Segment Start: Extracted entries

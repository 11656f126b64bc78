//! Lightweight logical value/column containers to avoid bringing Arrow into core.
//!
//! Sources convert their native representation (Arrow arrays, delimited text)
//! into these; operators only ever see `RowBatch`.

use std::cmp::Ordering;
use std::hash::{Hash, Hasher};

use serde::{Deserialize, Serialize};

use crate::error::{Error, Result};
use crate::schema::DataType;

#[derive(Debug, Clone, PartialEq, Serialize, Deserialize)]
pub enum Scalar {
    Null,
    Bool(bool),
    I32(i32),
    I64(i64),
    F32(f32),
    F64(f64),
    Str(String),
    Bin(Vec<u8>),
}

impl Scalar {
    pub fn data_type(&self) -> DataType {
        match self {
            Scalar::Null => DataType::Null,
            Scalar::Bool(_) => DataType::Boolean,
            Scalar::I32(_) => DataType::Int32,
            Scalar::I64(_) => DataType::Int64,
            Scalar::F32(_) => DataType::Float32,
            Scalar::F64(_) => DataType::Float64,
            Scalar::Str(_) => DataType::Utf8,
            Scalar::Bin(_) => DataType::Binary,
        }
    }

    pub fn is_null(&self) -> bool {
        matches!(self, Scalar::Null)
    }

    /// Numeric view of the value.
    ///
    /// Strings are parsed; `Null`, `NaN`, booleans, binary, and unparsable
    /// strings are treated as missing.
    pub fn as_f64(&self) -> Option<f64> {
        let v = match self {
            Scalar::I32(i) => *i as f64,
            Scalar::I64(i) => *i as f64,
            Scalar::F32(f) => *f as f64,
            Scalar::F64(f) => *f,
            Scalar::Str(s) => s.trim().parse::<f64>().ok()?,
            Scalar::Null | Scalar::Bool(_) | Scalar::Bin(_) => return None,
        };
        if v.is_nan() {
            None
        } else {
            Some(v)
        }
    }

    /// Integral view of the value, used by exact sums.
    pub fn as_i64(&self) -> Option<i64> {
        match self {
            Scalar::I32(i) => Some(*i as i64),
            Scalar::I64(i) => Some(*i),
            Scalar::Str(s) => s.trim().parse::<i64>().ok(),
            _ => None,
        }
    }

    /// True for values an aggregate should ignore (`Null` and float `NaN`).
    pub fn is_missing(&self) -> bool {
        match self {
            Scalar::Null => true,
            Scalar::F32(f) => f.is_nan(),
            Scalar::F64(f) => f.is_nan(),
            _ => false,
        }
    }

    /// Approximate serialized size in bytes.
    pub fn estimated_bytes(&self) -> usize {
        match self {
            Scalar::Null => 1,
            Scalar::Bool(_) => 1,
            Scalar::I32(_) | Scalar::F32(_) => 4,
            Scalar::I64(_) | Scalar::F64(_) => 8,
            Scalar::Str(s) => s.len() + 4,
            Scalar::Bin(b) => b.len() + 4,
        }
    }
}

impl std::fmt::Display for Scalar {
    fn fmt(&self, f: &mut std::fmt::Formatter<'_>) -> std::fmt::Result {
        match self {
            Scalar::Null => write!(f, "null"),
            Scalar::Bool(b) => write!(f, "{b}"),
            Scalar::I32(i) => write!(f, "{i}"),
            Scalar::I64(i) => write!(f, "{i}"),
            Scalar::F32(x) => write!(f, "{x}"),
            Scalar::F64(x) => write!(f, "{x}"),
            Scalar::Str(s) => write!(f, "{s}"),
            Scalar::Bin(b) => write!(f, "[binary {} bytes]", b.len()),
        }
    }
}

/// Minimal column representation: a name plus homogeneous values.
#[derive(Debug, Clone, PartialEq, Serialize, Deserialize)]
pub struct Column {
    pub name: String,
    pub values: Vec<Scalar>,
}

impl Column {
    pub fn new(name: impl Into<String>, values: Vec<Scalar>) -> Self {
        Self {
            name: name.into(),
            values,
        }
    }

    pub fn len(&self) -> usize {
        self.values.len()
    }

    pub fn is_empty(&self) -> bool {
        self.values.is_empty()
    }
}

/// Ordered, named-column unit of streaming consumption.
///
/// All columns have equal length. Batches from the same source share a
/// column schema, though a projected batch may carry a subset.
#[derive(Debug, Clone, PartialEq, Serialize, Deserialize)]
pub struct RowBatch {
    pub columns: Vec<Column>,
}

impl RowBatch {
    /// Build a batch, checking that all columns have the same length.
    pub fn try_new(columns: Vec<Column>) -> Result<Self> {
        if let Some(first) = columns.first() {
            let n = first.len();
            if let Some(bad) = columns.iter().find(|c| c.len() != n) {
                return Err(Error::Schema(format!(
                    "column '{}' has {} rows, expected {}",
                    bad.name,
                    bad.len(),
                    n
                )));
            }
        }
        Ok(Self { columns })
    }

    /// Zero-row batch with the given column names.
    pub fn empty(names: &[String]) -> Self {
        Self {
            columns: names
                .iter()
                .map(|n| Column::new(n.clone(), Vec::new()))
                .collect(),
        }
    }

    pub fn num_rows(&self) -> usize {
        self.columns.first().map(|c| c.len()).unwrap_or(0)
    }

    pub fn is_empty(&self) -> bool {
        self.num_rows() == 0
    }

    pub fn column(&self, name: &str) -> Option<&Column> {
        self.columns.iter().find(|c| c.name == name)
    }

    pub fn column_index(&self, name: &str) -> Option<usize> {
        self.columns.iter().position(|c| c.name == name)
    }

    pub fn column_names(&self) -> Vec<String> {
        self.columns.iter().map(|c| c.name.clone()).collect()
    }

    /// Keep only `names`, in the requested order.
    pub fn project(&self, names: &[String]) -> Result<RowBatch> {
        let columns = names
            .iter()
            .map(|n| {
                self.column(n)
                    .cloned()
                    .ok_or_else(|| Error::NotFound(format!("column '{n}'")))
            })
            .collect::<Result<Vec<_>>>()?;
        Ok(RowBatch { columns })
    }

    /// Rows `[offset, offset + len)`, clamped to the batch.
    pub fn slice(&self, offset: usize, len: usize) -> RowBatch {
        let start = offset.min(self.num_rows());
        let end = offset.saturating_add(len).min(self.num_rows());
        RowBatch {
            columns: self
                .columns
                .iter()
                .map(|c| Column::new(c.name.clone(), c.values[start..end].to_vec()))
                .collect(),
        }
    }

    /// Keep rows whose mask entry is true.
    pub fn filter(&self, mask: &[bool]) -> Result<RowBatch> {
        if mask.len() != self.num_rows() {
            return Err(Error::Invariant(format!(
                "filter mask has {} entries for {} rows",
                mask.len(),
                self.num_rows()
            )));
        }
        let columns = self
            .columns
            .iter()
            .map(|c| {
                let values = c
                    .values
                    .iter()
                    .zip(mask)
                    .filter(|(_, keep)| **keep)
                    .map(|(v, _)| v.clone())
                    .collect();
                Column::new(c.name.clone(), values)
            })
            .collect();
        Ok(RowBatch { columns })
    }

    /// Vertically append batches that share the same column names.
    pub fn concat_rows(batches: &[RowBatch]) -> Result<RowBatch> {
        let Some(first) = batches.first() else {
            return Ok(RowBatch { columns: vec![] });
        };
        let names = first.column_names();
        let total: usize = batches.iter().map(|b| b.num_rows()).sum();
        let mut columns: Vec<Column> = names
            .iter()
            .map(|n| Column::new(n.clone(), Vec::with_capacity(total)))
            .collect();
        for batch in batches {
            if batch.column_names() != names {
                return Err(Error::Schema(format!(
                    "cannot append batch with columns {:?} to {:?}",
                    batch.column_names(),
                    names
                )));
            }
            for (out, col) in columns.iter_mut().zip(&batch.columns) {
                out.values.extend(col.values.iter().cloned());
            }
        }
        Ok(RowBatch { columns })
    }

    /// Approximate serialized size: values plus per-column name overhead.
    pub fn estimated_bytes(&self) -> usize {
        self.columns
            .iter()
            .map(|c| c.name.len() + c.values.iter().map(Scalar::estimated_bytes).sum::<usize>())
            .sum()
    }

    /// Sort rows by the specified columns (in order).
    ///
    /// Creates a vector of (sort_key_tuple, original_index), sorts it,
    /// then reorders all columns accordingly.
    pub fn sort_by_columns(&mut self, sort_keys: &[String]) -> Result<()> {
        let num_rows = self.num_rows();
        if num_rows == 0 {
            return Ok(());
        }

        let key_indices: Vec<usize> = sort_keys
            .iter()
            .map(|key| {
                self.column_index(key)
                    .ok_or_else(|| Error::NotFound(format!("sort key column '{key}'")))
            })
            .collect::<Result<Vec<_>>>()?;

        let mut indices: Vec<(Vec<Scalar>, usize)> = (0..num_rows)
            .map(|row_idx| {
                let sort_tuple: Vec<Scalar> = key_indices
                    .iter()
                    .map(|&col_idx| self.columns[col_idx].values[row_idx].clone())
                    .collect();
                (sort_tuple, row_idx)
            })
            .collect();

        // Stable, so rows with equal keys keep their relative order.
        indices.sort_by(|(a, _), (b, _)| scalar_tuple_cmp(a, b));

        for col in &mut self.columns {
            let original = std::mem::take(&mut col.values);
            col.values = indices
                .iter()
                .map(|(_, idx)| original[*idx].clone())
                .collect();
        }

        Ok(())
    }
}

/// Ordered tuple of grouping-column values.
///
/// Equality and hashing are value-wise: numbers compare by value across
/// widths (`I64(5)`, `I32(5)` and `F64(5.0)` are one key), other floats by
/// bit pattern (so a `NaN` key groups with itself), and `Null` is an
/// ordinary group value.
#[derive(Debug, Clone, Serialize, Deserialize)]
pub struct GroupKey(pub Vec<Scalar>);

impl GroupKey {
    pub fn values(&self) -> &[Scalar] {
        &self.0
    }
}

impl PartialEq for GroupKey {
    fn eq(&self, other: &Self) -> bool {
        self.0.len() == other.0.len()
            && self
                .0
                .iter()
                .zip(&other.0)
                .all(|(a, b)| scalar_key_eq(a, b))
    }
}

impl Eq for GroupKey {}

impl Hash for GroupKey {
    fn hash<H: Hasher>(&self, state: &mut H) {
        self.0.len().hash(state);
        for s in &self.0 {
            hash_scalar(s, state);
        }
    }
}

/// Canonical form of a numeric key value.
#[derive(Debug, Clone, Copy, PartialEq, Eq, Hash)]
enum NumKey {
    Int(i64),
    /// Non-integral, non-finite or out-of-range float, by bit pattern.
    Float(u64),
}

fn num_key(s: &Scalar) -> Option<NumKey> {
    match s {
        Scalar::I32(i) => Some(NumKey::Int(*i as i64)),
        Scalar::I64(i) => Some(NumKey::Int(*i)),
        Scalar::F32(f) => Some(float_key(*f as f64)),
        Scalar::F64(f) => Some(float_key(*f)),
        _ => None,
    }
}

fn float_key(f: f64) -> NumKey {
    match integral_f64(f) {
        Some(i) => NumKey::Int(i),
        None => NumKey::Float(f.to_bits()),
    }
}

/// `f` as an `i64` when it is a whole number inside the `i64` range.
fn integral_f64(f: f64) -> Option<i64> {
    // 2^63 is exact in f64; the range is half-open.
    const LIMIT: f64 = 9_223_372_036_854_775_808.0;
    if f.fract() == 0.0 && (-LIMIT..LIMIT).contains(&f) {
        Some(f as i64)
    } else {
        None
    }
}

fn scalar_key_eq(a: &Scalar, b: &Scalar) -> bool {
    match (num_key(a), num_key(b)) {
        (Some(x), Some(y)) => x == y,
        (None, None) => a == b,
        _ => false,
    }
}

fn hash_scalar<H: Hasher>(scalar: &Scalar, state: &mut H) {
    use Scalar::*;

    match scalar {
        Null => 0u8.hash(state),
        Bool(b) => {
            1u8.hash(state);
            b.hash(state)
        }
        // Ints and floats share a discriminant so equal values collide.
        I32(_) | I64(_) | F32(_) | F64(_) => {
            2u8.hash(state);
            num_key(scalar).hash(state)
        }
        Str(s) => {
            4u8.hash(state);
            s.hash(state)
        }
        Bin(b) => {
            5u8.hash(state);
            b.hash(state)
        }
    }
}

/// Compare two scalar tuples lexicographically.
pub fn scalar_tuple_cmp(a: &[Scalar], b: &[Scalar]) -> Ordering {
    for (x, y) in a.iter().zip(b.iter()) {
        match scalar_cmp(x, y) {
            Ordering::Equal => continue,
            other => return other,
        }
    }
    a.len().cmp(&b.len())
}

/// Total order over scalars.
///
/// Nulls are sorted first. Integers and floats compare by numeric value
/// regardless of width; NaN sorts after every other number. Other mixed
/// pairs are ordered by type: Bool < numbers < Str < Bin.
pub fn scalar_cmp(a: &Scalar, b: &Scalar) -> Ordering {
    use Scalar::*;

    match (a, b) {
        (Null, Null) => Ordering::Equal,
        (Null, _) => Ordering::Less,
        (_, Null) => Ordering::Greater,
        (Bool(x), Bool(y)) => x.cmp(y),
        (I32(_) | I64(_), I32(_) | I64(_)) => int_value(a).cmp(&int_value(b)),
        (F32(_) | F64(_), F32(_) | F64(_)) => float_cmp(float_value(a), float_value(b)),
        (I32(_) | I64(_), F32(_) | F64(_)) => int_float_cmp(int_value(a), float_value(b)),
        (F32(_) | F64(_), I32(_) | I64(_)) => {
            int_float_cmp(int_value(b), float_value(a)).reverse()
        }
        (Str(x), Str(y)) => x.cmp(y),
        (Bin(x), Bin(y)) => x.cmp(y),
        // Mixed types: order by variant order
        _ => scalar_type_order(a).cmp(&scalar_type_order(b)),
    }
}

fn int_value(s: &Scalar) -> i64 {
    match s {
        Scalar::I32(i) => *i as i64,
        Scalar::I64(i) => *i,
        _ => 0,
    }
}

fn float_value(s: &Scalar) -> f64 {
    match s {
        Scalar::F32(f) => *f as f64,
        Scalar::F64(f) => *f,
        _ => 0.0,
    }
}

/// Exact comparison of an integer against a float.
fn int_float_cmp(i: i64, f: f64) -> Ordering {
    if f.is_nan() {
        return Ordering::Less;
    }
    match integral_f64(f) {
        Some(fi) => i.cmp(&fi),
        // A whole `i` can never equal a fractional or out-of-range `f`.
        None => float_cmp(i as f64, f).then(if f > 0.0 {
            Ordering::Less
        } else {
            Ordering::Greater
        }),
    }
}

/// Assign a numeric order to scalar types for mixed-type comparisons.
fn scalar_type_order(s: &Scalar) -> u8 {
    use Scalar::*;
    match s {
        Null => 0,
        Bool(_) => 1,
        I32(_) => 2,
        I64(_) => 2,
        F32(_) => 3,
        F64(_) => 3,
        Str(_) => 4,
        Bin(_) => 5,
    }
}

Segment End: Extracted entries

* How to complete this task:
Gather up the lines containing the word "view" from these records and copy them.

* Answer space:
    /// Numeric view of the value.
    /// Integral view of the value, used by exact sums.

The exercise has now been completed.